- Education: University of Maryland
- Scientific career
- Workplaces: University of New Hampshire
- Thesis: A study of the energy spectra of the major ion species in the ring current region of the magnetosphere during geomagnetic storms (1987)

= Lynn Kistler =

Physicist

Lynn Kistler is a physicist known for her research on the magnetosphere that protects Earth from radiation from space.

== Education and career ==
Kistler has a B.S. in physics from Harvey Mudd College, and an M.S. and a Ph.D. in physics from the University of Maryland. As of 2021, Kistler is a professor of physics and the director of the Space Science Center at the University of New Hampshire.
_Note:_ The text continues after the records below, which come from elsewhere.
impl Parameter {
    pub fn new(key: &str, value: &str) -> Self {
        Self {
            parameter_key: key.to_string(),
            parameter_value: value.to_string(),
        }
    }
}

#[derive(Debug, Clone, PartialEq, Eq, Serialize, Deserialize)]
#[serde(rename_all = "PascalCase")]
pub struct StackTag {
    pub key: String,
    #[serde(default)]
    pub value: String,
}

impl StackTag {
    pub fn new(key: &str, value: &str) -> Self {
        Self {
            key: key.to_string(),
            value: value.to_string(),
        }
    }
}

#[derive(Debug, Clone, Serialize, Deserialize)]
pub struct ChangeSet {
    pub change_set_id: String,
    pub change_set_name: String,
    pub stack_id: Option<String>,
    pub stack_name: Option<String>,
    pub status: ChangeSetStatus,
    pub status_reason: Option<String>,
    pub execution_status: Option<String>,
    pub changes: Vec<Change>,
}

#[derive(Debug, Clone, Serialize, Deserialize)]
#[serde(rename_all = "PascalCase")]
pub struct Change {
    #[serde(rename = "Type", default)]
    pub change_type: String,
    pub resource_change: Option<ResourceChange>,
}

#[derive(Debug, Clone, Serialize, Deserialize)]
#[serde(rename_all = "PascalCase")]
pub struct ResourceChange {
    #[serde(default)]
    pub action: String,
    #[serde(default)]
    pub logical_resource_id: String,
    pub physical_resource_id: Option<String>,
    #[serde(default)]
    pub resource_type: String,
    pub replacement: Option<String>,
}

/// Identifiers returned by CreateChangeSet.
#[derive(Debug, Clone, Serialize, Deserialize)]
pub struct ChangeSetRef {
    pub id: String,
    pub stack_id: Option<String>,
}

/// Where the template comes from: inline body or an S3/HTTPS URL.
#[derive(Debug, Clone, PartialEq, Eq, Serialize, Deserialize)]
pub enum Template {
    Body(String),
    Url(String),
}

#[derive(Debug, Clone, PartialEq, Eq, Serialize, Deserialize)]
pub struct RollbackTrigger {
    pub arn: String,
    pub trigger_type: String,
}

impl RollbackTrigger {
    /// Trigger on a CloudWatch alarm.
    pub fn alarm(arn: &str) -> Self {
        Self {
            arn: arn.to_string(),
            trigger_type: ROLLBACK_TRIGGER_ALARM.to_string(),
        }
    }
}

#[derive(Debug, Clone, Default, PartialEq, Eq, Serialize, Deserialize)]
pub struct RollbackConfiguration {
    pub monitoring_time_in_minutes: Option<u32>,
    pub rollback_triggers: Vec<RollbackTrigger>,
}

impl RollbackConfiguration {
    pub fn is_empty(&self) -> bool {
        self.monitoring_time_in_minutes.is_none() && self.rollback_triggers.is_empty()
    }
}

#[derive(Debug, Clone, Serialize, Deserialize)]
pub struct CreateStackInput {
    pub stack_name: String,
    pub template: Template,
    pub parameters: Vec<Parameter>,
    pub tags: Vec<StackTag>,
    pub capabilities: Vec<String>,
    pub role_arn: Option<String>,
    pub notification_arns: Vec<String>,
    pub rollback_configuration: Option<RollbackConfiguration>,
    pub disable_rollback: bool,
    pub timeout_in_minutes: Option<u32>,
    pub enable_termination_protection: bool,
}
//! Stack lookup.

use crate::error::DeployResult;
use crate::provider::StackProvider;
use cfn_deploy_aws::{AwsError, Stack};
use regex::RegexBuilder;

/// CloudFormation answers DescribeStacks for an unknown stack with a
/// `ValidationError` whose message is `Stack with id <name> does not exist`.
fn is_missing_stack_error(err: &AwsError, stack_name: &str) -> bool {
    if !err.is_validation_error() {
        return false;
    }
    let pattern = format!(r"Stack with id {} does not exist", regex::escape(stack_name));
    RegexBuilder::new(&pattern)
        .case_insensitive(true)
        .build()
        .map(|re| re.is_match(&err.message))
        .unwrap_or(false)
}

/// Look up a stack by name. `Ok(None)` when it does not exist yet; every
/// other failure propagates.
pub async fn get_stack<P>(provider: &P, stack_name: &str) -> DeployResult<Option<Stack>>
where
    P: StackProvider + ?Sized,
{
    match provider.describe_stacks(stack_name).await {
        Ok(stacks) => Ok(stacks.into_iter().next()),
        Err(err) if is_missing_stack_error(&err, stack_name) => {
            log::debug!("stack {} does not exist yet", stack_name);
            Ok(None)
        }
        Err(err) => Err(err.into()),
    }
}

#[cfg(test)]
mod tests {
    use super::*;

    fn validation(msg: &str) -> AwsError {
        AwsError::new("cloudformation", "ValidationError", msg, 400)
    }

    #[test]
    fn missing_stack_matches_exact_name() {
        let err = validation("Stack with id app-prod does not exist");
        assert!(is_missing_stack_error(&err, "app-prod"));
        assert!(!is_missing_stack_error(&err, "app"));
    }

    #[test]
    fn missing_stack_is_case_insensitive() {
        let err = validation("stack with ID App-Prod does not exist");
        assert!(is_missing_stack_error(&err, "app-prod"));
    }

    #[test]
    fn name_is_not_a_pattern() {
        let err = validation("Stack with id appXprod does not exist");
        assert!(!is_missing_stack_error(&err, "app.prod"));
    }

    #[test]
    fn other_codes_are_not_missing() {
        let err = AwsError::new("cloudformation", "AccessDenied", "Stack with id app does not exist", 403);
        assert!(!is_missing_stack_error(&err, "app"));
        let err = validation("Template format error");
        assert!(!is_missing_stack_error(&err, "app"));
    }
}
// ── Stack provider seam ───────────────────────────────────────────────────────
//
// The deployment flow only talks to CloudFormation through this trait, so the
// same code drives the real SigV4 client and scripted fakes in tests.

use async_trait::async_trait;
use cfn_deploy_aws::{
    AwsResult, ChangeSet, ChangeSetRef, CloudFormationClient, CreateChangeSetInput,
    CreateStackInput, Stack,
};

/// The CloudFormation operations a deployment needs.
#[async_trait]
pub trait StackProvider: Send + Sync {
    /// DescribeStacks for one stack name or id.
    async fn describe_stacks(&self, stack_name: &str) -> AwsResult<Vec<Stack>>;

    /// CreateStack; returns the new stack id.
    async fn create_stack(&self, input: &CreateStackInput) -> AwsResult<String>;

    async fn create_change_set(&self, input: &CreateChangeSetInput) -> AwsResult<ChangeSetRef>;

    async fn describe_change_set(&self, change_set_name: &str, stack_name: &str) -> AwsResult<ChangeSet>;

    async fn execute_change_set(&self, change_set_name: &str, stack_name: &str) -> AwsResult<()>;

    async fn delete_change_set(&self, change_set_name: &str, stack_name: &str) -> AwsResult<()>;
}

#[async_trait]
impl StackProvider for CloudFormationClient {
    async fn describe_stacks(&self, stack_name: &str) -> AwsResult<Vec<Stack>> {
        CloudFormationClient::describe_stacks(self, Some(stack_name)).await
    }

    async fn create_stack(&self, input: &CreateStackInput) -> AwsResult<String> {
        CloudFormationClient::create_stack(self, input).await
    }

    async fn create_change_set(&self, input: &CreateChangeSetInput) -> AwsResult<ChangeSetRef> {
        CloudFormationClient::create_change_set(self, input).await
    }

    async fn describe_change_set(&self, change_set_name: &str, stack_name: &str) -> AwsResult<ChangeSet> {
        CloudFormationClient::describe_change_set(self, change_set_name, stack_name).await
    }

    async fn execute_change_set(&self, change_set_name: &str, stack_name: &str) -> AwsResult<()> {
        CloudFormationClient::execute_change_set(self, change_set_name, stack_name).await
    }

    async fn delete_change_set(&self, change_set_name: &str, stack_name: &str) -> AwsResult<()> {
        CloudFormationClient::delete_change_set(self, change_set_name, stack_name).await
    }
}
//! # cfn-deploy
//!
//! Creates or updates a CloudFormation stack from CI. A missing stack is
//! created directly; an existing one is updated through a reviewed change
//! set, with optional "plan only" mode and tolerance for empty change sets.
//!
//! ```text
//! Inputs (cli.rs) ──▶ action::run ──▶ deploy_stack ──┬──▶ CreateStack + wait
//!                                                    └──▶ change_set::update_stack
//!                          │
//!                          └──▶ outputs (GITHUB_OUTPUT) · links (console URL)
//! ```
//!
//! All CloudFormation traffic goes through [`provider::StackProvider`],
//! implemented by [`cfn_deploy_aws::CloudFormationClient`].

pub mod action;
pub mod change_set;
pub mod cli;
pub mod deploy;
pub mod error;
pub mod inputs;
pub mod links;
pub mod outputs;
pub mod provider;
pub mod stack;
pub mod waiter;

pub use deploy::{deploy_stack, DeployContext, DeployFlags, DeployOutcome, DeployParams};
pub use error::{DeployError, DeployResult};
pub use links::{LinkGenerator, ShortenerConfig};
pub use provider::StackProvider;
pub use waiter::{WaitConfig, WaitSettings};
In 2016, Kistler was elected fellow of the American Geophysical Union. The citation recognized her "... prolific seminal contributions to our understanding of the role of heavy terrestrial ions in magnetospheric structure and dynamics."

== Research ==
Kistler is known for her research on Earth's magnetosphere, where she examines the heavy ions found in the ring current and changes in the flow of O^{+} ions during geomagnetic storms. Kistler's research includes the design and testing of instruments placed on satellites to examine processes in the magnetosphere, including the Ion Mass Spectrum Analyzer and instruments within the Solar Orbiter mission.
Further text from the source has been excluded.